— Goal of the exercise —
Tally the lines in the data below in which the word "Result" occurs, then give only the total.

----- Data for the task

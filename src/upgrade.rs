use std::collections::BTreeSet;

use tracing::debug;

use crate::codec;
use crate::schema::{CollectionSchema, IndexOptions, IndexSchema, Schema};
use crate::transaction::Transaction;
use crate::{Error, KeyPath};

/// Handed to the upgrade callback of [`crate::Factory::open`] when the requested version is
/// newer than the stored one.
///
/// The callback only edits the schema. Dropping and backfilling the affected records happens
/// afterwards, in the same atomic write that stores the new version.
pub struct VersionChange {
    old_version: u32,
    new_version: u32,
    schema: Schema,
    dropped_collections: BTreeSet<String>,
    dropped_indexes: BTreeSet<(String, String)>,
}

impl VersionChange {
    pub(crate) fn new(old_version: u32, new_version: u32, schema: Schema) -> Self {
        Self {
            old_version,
            new_version,
            schema,
            dropped_collections: Default::default(),
            dropped_indexes: Default::default(),
        }
    }

    /// `0` if the database didn't exist before
    pub fn old_version(&self) -> u32 {
        self.old_version
    }

    pub fn new_version(&self) -> u32 {
        self.new_version
    }

    pub fn has_collection(&self, name: &str) -> bool {
        self.schema.collections.contains_key(name)
    }

    pub fn collection_names(&self) -> impl Iterator<Item = &str> {
        self.schema.collection_names()
    }

    pub fn create_collection(
        &mut self,
        name: &str,
        key_path: impl Into<KeyPath>,
    ) -> anyhow::Result<CollectionUpgrade<'_>> {
        if self.has_collection(name) {
            return Err(Error::CollectionExists(name.to_owned()).into());
        }
        self.schema
            .collections
            .insert(name.to_owned(), CollectionSchema::new(key_path.into()));
        self.collection(name)
    }

    pub fn collection(&mut self, name: &str) -> anyhow::Result<CollectionUpgrade<'_>> {
        let (name, schema) = self
            .schema
            .collections
            .get_mut(name)
            .map(|schema| (name.to_owned(), schema))
            .ok_or_else(|| Error::UnknownCollection(name.to_owned()))?;
        Ok(CollectionUpgrade {
            name,
            schema,
            dropped_indexes: &mut self.dropped_indexes,
        })
    }

    /// Removes the collection together with all its records and indexes
    pub fn delete_collection(&mut self, name: &str) -> anyhow::Result<()> {
        if self.schema.collections.remove(name).is_none() {
            return Err(Error::UnknownCollection(name.to_owned()).into());
        }
        self.dropped_collections.insert(name.to_owned());
        Ok(())
    }

    pub(crate) fn into_schema(self) -> (Schema, SchemaChanges) {
        (
            self.schema,
            SchemaChanges {
                dropped_collections: self.dropped_collections,
                dropped_indexes: self.dropped_indexes,
            },
        )
    }
}

pub struct CollectionUpgrade<'a> {
    name: String,
    schema: &'a mut CollectionSchema,
    dropped_indexes: &'a mut BTreeSet<(String, String)>,
}

impl CollectionUpgrade<'_> {
    pub fn name(&self) -> &str {
        &self.name
    }

    pub fn has_index(&self, name: &str) -> bool {
        self.schema.indexes.contains_key(name)
    }

    /// Existing records are indexed when the upgrade is applied. For a unique index, duplicate
    /// keys among them abort the upgrade.
    pub fn create_index(
        &mut self,
        name: &str,
        key_path: impl Into<KeyPath>,
        options: IndexOptions,
    ) -> anyhow::Result<&mut Self> {
        if self.has_index(name) {
            return Err(Error::IndexExists {
                collection: self.name.clone(),
                index: name.to_owned(),
            }
            .into());
        }
        self.schema.indexes.insert(
            name.to_owned(),
            IndexSchema {
                key_path: key_path.into(),
                unique: options.unique,
            },
        );
        Ok(self)
    }

    pub fn delete_index(&mut self, name: &str) -> anyhow::Result<&mut Self> {
        if self.schema.indexes.remove(name).is_none() {
            return Err(Error::UnknownIndex {
                collection: self.name.clone(),
                index: name.to_owned(),
            }
            .into());
        }
        self.dropped_indexes
            .insert((self.name.clone(), name.to_owned()));
        Ok(self)
    }
}

/// What the callback removed, which the final schema alone can't tell when a name was reused
pub(crate) struct SchemaChanges {
    dropped_collections: BTreeSet<String>,
    dropped_indexes: BTreeSet<(String, String)>,
}

impl SchemaChanges {
    /// Buffers the record and index changes that turn `old` into `new` into `tx`, which has to be
    /// opened with the `new` schema.
    pub(crate) async fn apply(
        &self,
        tx: &Transaction,
        old: &Schema,
        new: &Schema,
    ) -> anyhow::Result<()> {
        for collection in &self.dropped_collections {
            let records = tx.delete_by_prefix(&codec::data_prefix(collection)).await?;
            tx.delete_by_prefix(&codec::collection_index_prefix(collection))
                .await?;
            debug!("Dropped collection {} with {} records", collection, records);
        }

        for (collection, index) in &self.dropped_indexes {
            if self.dropped_collections.contains(collection) {
                continue;
            }
            tx.delete_by_prefix(&codec::index_prefix(collection, index))
                .await?;
            debug!("Dropped index {} of {}", index, collection);
        }

        for (collection_name, collection_schema) in &new.collections {
            // A fresh collection is empty, there is nothing to index yet
            let Some(old_collection) = old
                .collection(collection_name)
                .filter(|_| !self.dropped_collections.contains(collection_name))
            else {
                continue;
            };

            let collection = tx.collection(collection_name)?;
            for index_name in collection_schema.indexes.keys() {
                let dropped = self
                    .dropped_indexes
                    .contains(&(collection_name.clone(), index_name.clone()));
                if old_collection.index(index_name).is_some() && !dropped {
                    continue;
                }
                let indexed = collection.backfill_index(index_name).await?;
                debug!(
                    "Backfilled index {} of {} with {} records",
                    index_name, collection_name, indexed
                );
            }
        }

        Ok(())
    }
}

----------

— Problem solution —
6